There must be some other thread already holding the lock (0x00007f9ad0795c48). Do you have a full thread dump? Finding the thread that already holds the lock would be the next best step for troubleshooting. The other thread could be holding the lock for a long time for numerous reasons (hanging socket connection to the database, spinning in a loop due to some bug, etc.).

BTW, the line numbers in the stack trace don't seem to line up exactly with version 3.1.0, which you indicated in the Affects Version field, so I wonder if this is really a different version or perhaps something with custom patches.

> Hive Metastore become unresponsive
> ----------------------------------
>
>                 Key: HIVE-26669
>                 URL: https://issues.apache.org/jira/browse/HIVE-26669
>             Project: Hive
>          Issue Type: Bug
>          Components: Metastore
>    Affects Versions: 3.1.0
>            Reporter: Sandeep Gade
>            Priority: Critical
>
> We are experiencing issues with Hive Metastore where it goes unresponsive. Initial investigation shows thousands of thread in WAITING (parking) state as shown below:
>     1    java.lang.Thread.State: BLOCKED (on object monitor)
>     772    java.lang.Thread.State: RUNNABLE
>       2    java.lang.Thread.State: TIMED_WAITING (on object monitor)
>      13    java.lang.Thread.State: TIMED_WAITING (parking)
>       5    java.lang.Thread.State: TIMED_WAITING (sleeping)
>       3    java.lang.Thread.State: WAITING (on object monitor)
>   14308    java.lang.Thread.State: WAITING (parking)
> ==============
> Almost all of the threads are stuck at 'parking to wait for  <0x00007f9ad0795c48> (a java.util.concurrent.locks.ReentrantLock$NonfairSync)'
>  
>      15         - parking to wait for  <0x00007f9ad06c9c10> (a java.util.concurrent.locks.AbstractQueuedSynchronizer$ConditionObject)
>   14288         - parking to wait for  <0x00007f9ad0795c48> (a java.util.concurrent.locks.ReentrantLock$NonfairSync)
>       1         - parking to wait for  <0x00007f9ad0a161f8> (a java.util.concurrent.locks.AbstractQueuedSynchronizer$ConditionObject)
>       1         - parking to wait for  <0x00007f9ad0a39248> (a java.util.concurrent.locks.AbstractQueuedSynchronizer$ConditionObject)
>       1         - parking to wait for  <0x00007f9ad0adb0a0> (a java.util.concurrent.SynchronousQueue$TransferQueue)

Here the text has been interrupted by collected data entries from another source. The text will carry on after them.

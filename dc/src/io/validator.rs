//! Strict metadata validation of session documents.
//!
//! Lifecycle commands call a [`MetadataValidator`] as their final gate. The
//! default is [`SchemaValidator`] (embedded JSON schemas plus file naming
//! rules); a repo may instead configure an external [`CommandValidator`].

use std::fs;
use std::path::Path;
use std::process::Command;
use std::time::Duration;

use anyhow::{Context, Result, anyhow};
use jsonschema::{Draft, Validator};
use serde_json::Value;
use tracing::{debug, instrument};

use crate::core::types::slugify;
use crate::documents::{HANDOFF_SUFFIX, META_SUFFIX, TASK_SUFFIX};
use crate::error::LifecycleError;
use crate::io::process::run_command_with_timeout;

const META_SCHEMA: &str = include_str!("../../schemas/directives/meta.v1.schema.json");
const TASK_SCHEMA: &str = include_str!("../../schemas/directives/task.v1.schema.json");
const HANDOFF_SCHEMA: &str = include_str!("../../schemas/directives/handoff.v1.schema.json");

/// Validates repo-relative session files; any problem is `MetadataInvalid`.
pub trait MetadataValidator {
    fn validate(&self, root: &Path, files: &[String]) -> Result<()>;
}

/// In-process validator backed by the embedded schemas.
pub struct SchemaValidator {
    meta: Validator,
    task: Validator,
    handoff: Validator,
}

impl SchemaValidator {
    pub fn new() -> Result<Self> {
        Ok(Self {
            meta: compile(META_SCHEMA).context("compile meta schema")?,
            task: compile(TASK_SCHEMA).context("compile task schema")?,
            handoff: compile(HANDOFF_SCHEMA).context("compile handoff schema")?,
        })
    }

    fn check_file(&self, root: &Path, rel: &str) -> Vec<String> {
        let path = root.join(rel);
        let name = path
            .file_name()
            .map(|n| n.to_string_lossy().to_string())
            .unwrap_or_default();
        let (validator, suffix) = if name.ends_with(META_SUFFIX) {
            (&self.meta, META_SUFFIX)
        } else if name.ends_with(TASK_SUFFIX) {
            (&self.task, TASK_SUFFIX)
        } else if name.ends_with(HANDOFF_SUFFIX) {
            (&self.handoff, HANDOFF_SUFFIX)
        } else {
            return vec![format!("{rel}: not a directive document")];
        };

        let mut issues = Vec::new();
        let stem = name.trim_end_matches(suffix);
        if stem.is_empty() || slugify(stem) != stem {
            issues.push(format!("{rel}: file name must be <slug>{suffix}"));
        }

        let value = match read_value(&path) {
            Ok(value) => value,
            Err(err) => {
                issues.push(format!("{rel}: {err:#}"));
                return issues;
            }
        };
        issues.extend(
            validator
                .iter_errors(&value)
                .map(|err| format!("{rel}: {err}")),
        );
        if suffix == META_SUFFIX
            && let Some(slug) = value
                .pointer("/meta/directive_slug")
                .and_then(Value::as_str)
            && slug != stem
        {
            issues.push(format!(
                "{rel}: meta.directive_slug '{slug}' does not match file name"
            ));
        }
        issues
    }
}

impl MetadataValidator for SchemaValidator {
    #[instrument(skip_all, fields(files = files.len()))]
    fn validate(&self, root: &Path, files: &[String]) -> Result<()> {
        let issues: Vec<String> = files
            .iter()
            .flat_map(|rel| self.check_file(root, rel))
            .collect();
        if issues.is_empty() {
            debug!("metadata validation passed");
            return Ok(());
        }
        Err(LifecycleError::metadata(format!(
            "metadata validation failed:\n- {}",
            issues.join("\n- ")
        ))
        .into())
    }
}

/// External validator invoked as `<command...> --strict --file <rel>...` from the repo root.
pub struct CommandValidator {
    command: Vec<String>,
    timeout: Duration,
    output_limit_bytes: usize,
}

impl CommandValidator {
    pub fn new(command: Vec<String>, timeout: Duration, output_limit_bytes: usize) -> Self {
        Self {
            command,
            timeout,
            output_limit_bytes,
        }
    }
}

impl MetadataValidator for CommandValidator {
    #[instrument(skip_all, fields(files = files.len()))]
    fn validate(&self, root: &Path, files: &[String]) -> Result<()> {
        let (program, args) = self
            .command
            .split_first()
            .ok_or_else(|| anyhow!("validator.command must be a non-empty array"))?;
        let mut cmd = Command::new(program);
        cmd.args(args).arg("--strict").current_dir(root);
        for file in files {
            cmd.arg("--file").arg(file);
        }
        let output = run_command_with_timeout(cmd, self.timeout, self.output_limit_bytes)
            .with_context(|| format!("run metadata validator {program}"))?;
        if output.status.success() && !output.timed_out {
            return Ok(());
        }
        let stderr = String::from_utf8_lossy(&output.stderr);
        let stdout = String::from_utf8_lossy(&output.stdout);
        let detail = if stderr.trim().is_empty() {
            stdout.trim()
        } else {
            stderr.trim()
        };
        Err(LifecycleError::metadata(format!(
            "strict metadata validation failed ({}): {detail}",
            if output.timed_out {
                "timed out".to_string()
            } else {
                format!("exit {:?}", output.status.code())
            }
        ))
        .into())
    }
}

fn compile(schema: &str) -> Result<Validator> {
    let value: Value = serde_json::from_str(schema).context("parse schema json")?;
    jsonschema::options()
        .with_draft(Draft::Draft202012)
        .build(&value)
        .map_err(|err| anyhow!("invalid schema: {err}"))
}

fn read_value(path: &Path) -> Result<Value> {
    let raw = fs::read_to_string(path).with_context(|| format!("read {}", path.display()))?;
    let value: Value = serde_json::from_str(&raw).context("parse json")?;
    if !value.is_object() {
        return Err(anyhow!("JSON root must be an object"));
    }
    Ok(value)
}

#[cfg(test)]
mod tests {
    use super::*;
    use crate::test_support::SessionFixture;

    #[test]
    fn fixture_session_passes() {
        let fx = SessionFixture::new("vendor-table").expect("fixture");
        fx.add_task("build-table", &["apps/web/app/vendors"], &["true"])
            .expect("task");
        fx.add_handoff("feat/vendor-table", &[]).expect("handoff");
        let session = fx.session().expect("session");
        let files = session.artifact_files().expect("files");
        assert_eq!(files.len(), 3);

        let validator = SchemaValidator::new().expect("validator");
        validator.validate(fx.root(), &files).expect("valid");
    }

    #[test]
    fn reports_every_problem_as_metadata_invalid() {
        let fx = SessionFixture::new("vendor-table").expect("fixture");
        let task = fx.add_task("no-commands", &["apps"], &[]).expect("task");
        let session = fx.session().expect("session");
        let mut doc = session.doc.clone();
        doc.meta.directive_slug = "other-slug".to_string();
        crate::io::session::write_json(&session.meta_path, &doc).expect("write meta");

        let files = vec![session.meta_rel(), session.rel_path(&task)];
        let err = SchemaValidator::new()
            .expect("validator")
            .validate(fx.root(), &files)
            .expect_err("invalid");
        let Some(LifecycleError::MetadataInvalid(msg)) = err.downcast_ref::<LifecycleError>() else {
            panic!("unexpected error: {err:#}");
        };
        assert!(msg.contains("does not match file name"), "{msg}");
        assert!(msg.contains("no-commands.task.json"), "{msg}");
    }

    #[test]
    fn malformed_json_is_reported() {
        let temp = tempfile::tempdir().expect("tempdir");
        fs::write(temp.path().join("x.task.json"), "{ nope").expect("write");
        let err = SchemaValidator::new()
            .expect("validator")
            .validate(temp.path(), &["x.task.json".to_string()])
            .expect_err("invalid");
        assert!(err.to_string().contains("x.task.json"));
    }

    #[test]
    fn command_validator_uses_exit_status() {
        let temp = tempfile::tempdir().expect("tempdir");
        let files = vec!["a.meta.json".to_string()];
        let ok = CommandValidator::new(
            vec!["sh".to_string(), "-c".to_string(), "exit 0".to_string()],
            Duration::from_secs(10),
            1024,
        );
        ok.validate(temp.path(), &files).expect("pass");

        let failing = CommandValidator::new(
            vec![
                "sh".to_string(),
                "-c".to_string(),
                "echo broken >&2; exit 1".to_string(),
            ],
            Duration::from_secs(10),
            1024,
        );
        let err = failing.validate(temp.path(), &files).expect_err("fail");
        assert!(err.to_string().contains("broken"));
    }
}
/// Record `directive_merge_status=merged` once the branch has landed on base.
///
/// Read-only with respect to version control.
#[instrument(skip_all, fields(session = session_ref))]
pub fn merge(engine: &Engine<'_>, session_ref: &str, dry_run: bool) -> Result<MergeOutcome> {
    engine.gate("directive merge")?;
    let mut session = engine.session(session_ref)?;
    require_keys(
        &session.doc.meta,
        &[LifecycleKey::DirectiveBranch, LifecycleKey::BaseBranch],
    )?;
    let branch = session.doc.meta.directive_branch.clone();
    let base = session.doc.meta.directive_base_branch.clone();
    if branch == base {
        return Err(LifecycleError::policy(format!(
            "directive_branch '{branch}' cannot equal base '{base}'"
        ))
        .into());
    }

    let remote = engine.config().remote.clone();
    let source_ref = if engine.vcs.branch_exists_local(&branch)? {
        branch.clone()
    } else if engine.vcs.branch_exists_remote(&remote, &branch)? {
        format!("{remote}/{branch}")
    } else {
        return Err(LifecycleError::BranchMissing {
            branch,
            reason: format!("not found locally or on {remote}"),
        }
        .into());
    };

    if !engine.vcs.is_ancestor(&source_ref, &base)? {
        return Err(LifecycleError::NotMerged {
            branch: source_ref.clone(),
            base: base.clone(),
            guidance: format!(
                "Merge it manually, then re-run directive merge:\n  git checkout {base}\n  git merge --no-ff {source_ref}\n  git push {remote} {base}"
            ),
        }
        .into());
    }

    let mut steps = StepLog::new(dry_run);
    steps.record(format!("{source_ref} is an ancestor of {base}"));
    let state = if session.doc.meta.directive_merge_status == MergeStatus::Merged {
        steps.record("merge status already recorded");
        MergeState::AlreadyRecorded
    } else if dry_run {
        steps.record(format!("set {} directive_merge_status=merged", session.meta_rel()));
        MergeState::WouldRecord
    } else {
        session.doc.meta.directive_merge_status = MergeStatus::Merged;
        session.doc.meta.updated = utc_now();
        session.save_meta()?;
        steps.record(format!("set {} directive_merge_status=merged", session.meta_rel()));
        MergeState::Recorded
    };
    Ok(MergeOutcome {
        session: session.name,
        source_ref,
        state,
        steps,
    })
}

#[derive(Debug, Clone, PartialEq, Eq)]
pub struct CleanupOutcome {
    pub session: String,
    pub branch: String,
    /// False when the branch was already gone (or dry-run).
    pub deleted: bool,
    pub steps: StepLog,
}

>       5         - parking to wait for  <0x00007f9ad0b12278> (a java.util.concurrent.locks.AbstractQueuedSynchronizer$ConditionObject)
>       1         - parking to wait for  <0x00007f9ad0b12518> (a java.util.concurrent.locks.AbstractQueuedSynchronizer$ConditionObject)
>       1         - parking to wait for  <0x00007f9ad0b44878> (a java.util.concurrent.locks.AbstractQueuedSynchronizer$ConditionObject)
>       1         - parking to wait for  <0x00007f9ad0cbe8f0> (a java.util.concurrent.locks.AbstractQueuedSynchronizer$ConditionObject)
>       1         - parking to wait for  <0x00007f9ad1318d60> (a java.util.concurrent.locks.AbstractQueuedSynchronizer$ConditionObject)
>       1         - parking to wait for  <0x00007f9ad1478c10> (a java.util.concurrent.locks.AbstractQueuedSynchronizer$ConditionObject)
>       5         - parking to wait for  <0x00007f9ad1494ff8> (a java.util.concurrent.SynchronousQueue$TransferQueue)
> ======================
> complete stack:
> "pool-8-thread-62238" #3582305 prio=5 os_prio=0 tid=0x00007f977bfc9800 nid=0x62011 waiting on condition [0x00007f959d917000]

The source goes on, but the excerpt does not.